A arrogância do espaço

2 de julho de 2023

“Nem a sociedade mais rica da Terra — os Estados Unidos da América do Norte — conseguiu evitar que suas grandes cidades tenham enormes congestionamentos, mesmo tendo aplicado centenas de bilhões de dólares em avenidas especiais e vias expressas. Isto ocorre por causa de uma barreira insuperável tanto nos países em desenvolvimento como o Brasil, quanto nas sociedades ricas: o uso do veículo automóvel requer um espaço muito grande — 40 m² para circular a 30 km/h em um ambiente urbano – sendo fisicamente impossível acomodar todos os automóveis de uma cidade em situação de alta fluidez. No caso de São Paulo, a presença simultânea de 600 a 700 mil automóveis nas ruas (20% da frota) já é suficiente para provocar um enorme congestionamento.” — Eduardo Alcântara de Vasconcellos

Um argumento comum utilizado por defensores do livre mercado é que a economia não é um jogo de soma zero: você não precisa empobrecer os ricos para enriquecer os pobres; a longo prazo, ambos podem se tornar mais ricos. Isso é bem explicado e pesquisado por Deirdre McCloskey em seus livros e observações sobre os últimos 200 anos da humanidade: hoje em dia, uma família americana de classe média baixa tem um padrão de vida mais alto do que a monarquia francesa. A economia não é um jogo de soma zero… mas a mobilidade urbana é, especialmente em cidades densas.

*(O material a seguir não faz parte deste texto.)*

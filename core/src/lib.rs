//! Shared types for incremental scan fusion.
//!
//! - [`PointCloud`]: structure-of-arrays points with optional colors and normals
//! - [`Transform`]: validated SE(3) rigid transform
//! - [`GeometryFrame`]: one immutable captured scan with an optional pose guess
//! - [`Model`]: the accumulated global cloud

pub mod error;
pub mod frame;
pub mod model;
pub mod point_cloud;
pub mod runtime;
pub mod transform;

pub use error::{Error, Result};
pub use frame::GeometryFrame;
pub use model::Model;
pub use point_cloud::PointCloud;
pub use runtime::{current_cpu_threads, init_global_thread_pool};
pub use transform::Transform;
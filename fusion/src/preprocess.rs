//! Per-frame clean-up before registration
//!
//! Stages run in order, each only when configured: voxel grid, statistical
//! outlier removal, range crop, plane removal, largest-cluster extraction.

use crate::config::PreprocessConfig;
use nalgebra::Point3;
use rand::rngs::StdRng;
use rand::SeedableRng;
use scan3d_core::GeometryFrame;
use scan3d_point_cloud::{
    crop_box, largest_cluster, remove_planes, remove_statistical_outliers, voxel_down_sample,
};

/// Filter the frame's cloud, keeping its index and initial guess.
pub fn preprocess_frame(frame: GeometryFrame, config: &PreprocessConfig) -> GeometryFrame {
    if !config.is_active() || frame.is_empty() {
        return frame;
    }

    let index = frame.index();
    let guess = frame.initial_guess().copied();
    let input = frame.len();
    let mut cloud = frame.into_cloud();

    if let Some(voxel_size) = config.voxel_size {
        cloud = voxel_down_sample(&cloud, voxel_size);
    }
    if config.outlier_removal {
        cloud = remove_statistical_outliers(&cloud, config.outlier_mean_k, config.outlier_std_ratio).0;
    }
    if let Some(range) = &config.range {
        cloud = crop_box(&cloud, &Point3::from(range.min), &Point3::from(range.max));
    }
    if config.plane_removal {
        // Seeded per frame so a replay segments identically
        let mut rng = StdRng::seed_from_u64(index);
        let (rest, planes) = remove_planes(
            &cloud,
            config.plane_distance_threshold,
            config.plane_max_iterations,
            config.num_planes,
            &mut rng,
        );
        tracing::debug!(frame = index, planes, remaining = rest.len(), "planes removed");
        cloud = rest;
    }
    if config.clustering {
        cloud = largest_cluster(
            &cloud,
            config.cluster_tolerance,
            config.min_cluster_size,
            config.max_cluster_size,
        );
        if cloud.is_empty() {
            tracing::warn!(frame = index, "no cluster within the size limits");
        }
    }

    tracing::debug!(frame = index, input, output = cloud.len(), "frame preprocessed");

    let filtered = GeometryFrame::new(index, cloud);
    match guess {
        Some(guess) => filtered.with_initial_guess(guess),
        None => filtered,
    }
}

Você invariavelmente vai ter que tirar espaço urbano de um (meio de transporte) para dar a outro (meio de transporte). É o problema do espaço. Isto é um fato incontornável, é a geometria da mobilidade, como refere Jarrett Walker, e a tecnologia não vai conseguir mudar isso. As ruas das cidades são confinadas e a sua oferta é (quase) inelástica, o espaço público é escasso. Você (quase) não pode criar mais “riqueza de rua”, você precisa otimizar o uso/redistribuir essa riqueza. Para fazer isso, você deve usar a rede de ruas com sabedoria e eficiência. Em termos claros, você deve remover o espaço para carros e dar a outros meios de transporte mais eficientes em termos espaciais.

A questão da eficiência espacial do carro como meio de transporte é crítica, mas pouco discutida. Muito se discute a questão da energia e poluição, pouco a segurança viária e quase nada a ocupação excessiva e gratuita do espaço público pelo carro, tanto parado quanto em movimento. Como eu já referi antes, o carro é um devorador de espaço urbano. As pessoas que usam as calçadas e transportes públicos são muitas e têm pouco espaço, já as pessoas que usam a rua (dentro dos carros) são poucas e têm muito espaço. É muito importante fazer esta distinção que normalmente passa batida: queremos transportar pessoas e não carros ou bicicletas ou ônibus. Esses são só veículos, são os meios de transporte e não o transporte em si!

Quando se atribui muito espaço para poucos (que vão dentro do carro) e pouco espaço para muitos (que vão a pé pela calçada ou dentro dos ônibus) notamos a desigualdade de distribuição de espaço na cidade. É a chamada “arrogância do espaço”, um termo explorado por Mikael Colville-Andersen e nesta ferramenta. Sobre uma série de fotografias aéreas urbanas de várias cidades, Mikael analisa a taxa de pessoas/espaço público para cada meio de transporte. Os resultados refletem as políticas de mobilidade que privilegiam a alocação de espaço público para um meio de transporte em detrimento dos outros.

A distribuição do espaço urbano: uma questão democrática

Muita gente torce o nariz quando ouve as palavras “ditadura do automóvel”. Mas, é isso mesmo. Boas e largas calçadas e uma rede de transportes públicos e ciclovias adequadas servem também para medir os níveis de democracia de uma cidade ou nação. Impor, através da alocação desigual do espaço urbano, um meio de transporte é, sim, uma espécie de ditadura. Liberdade não é poder ir de carro para qualquer lugar, mas sim poder efetivamente escolher, dentre várias opções de mobilidade, e não ser impingido a escolher só uma.

*Este texto não reflete, necessariamente, a opinião do Caos Planejado.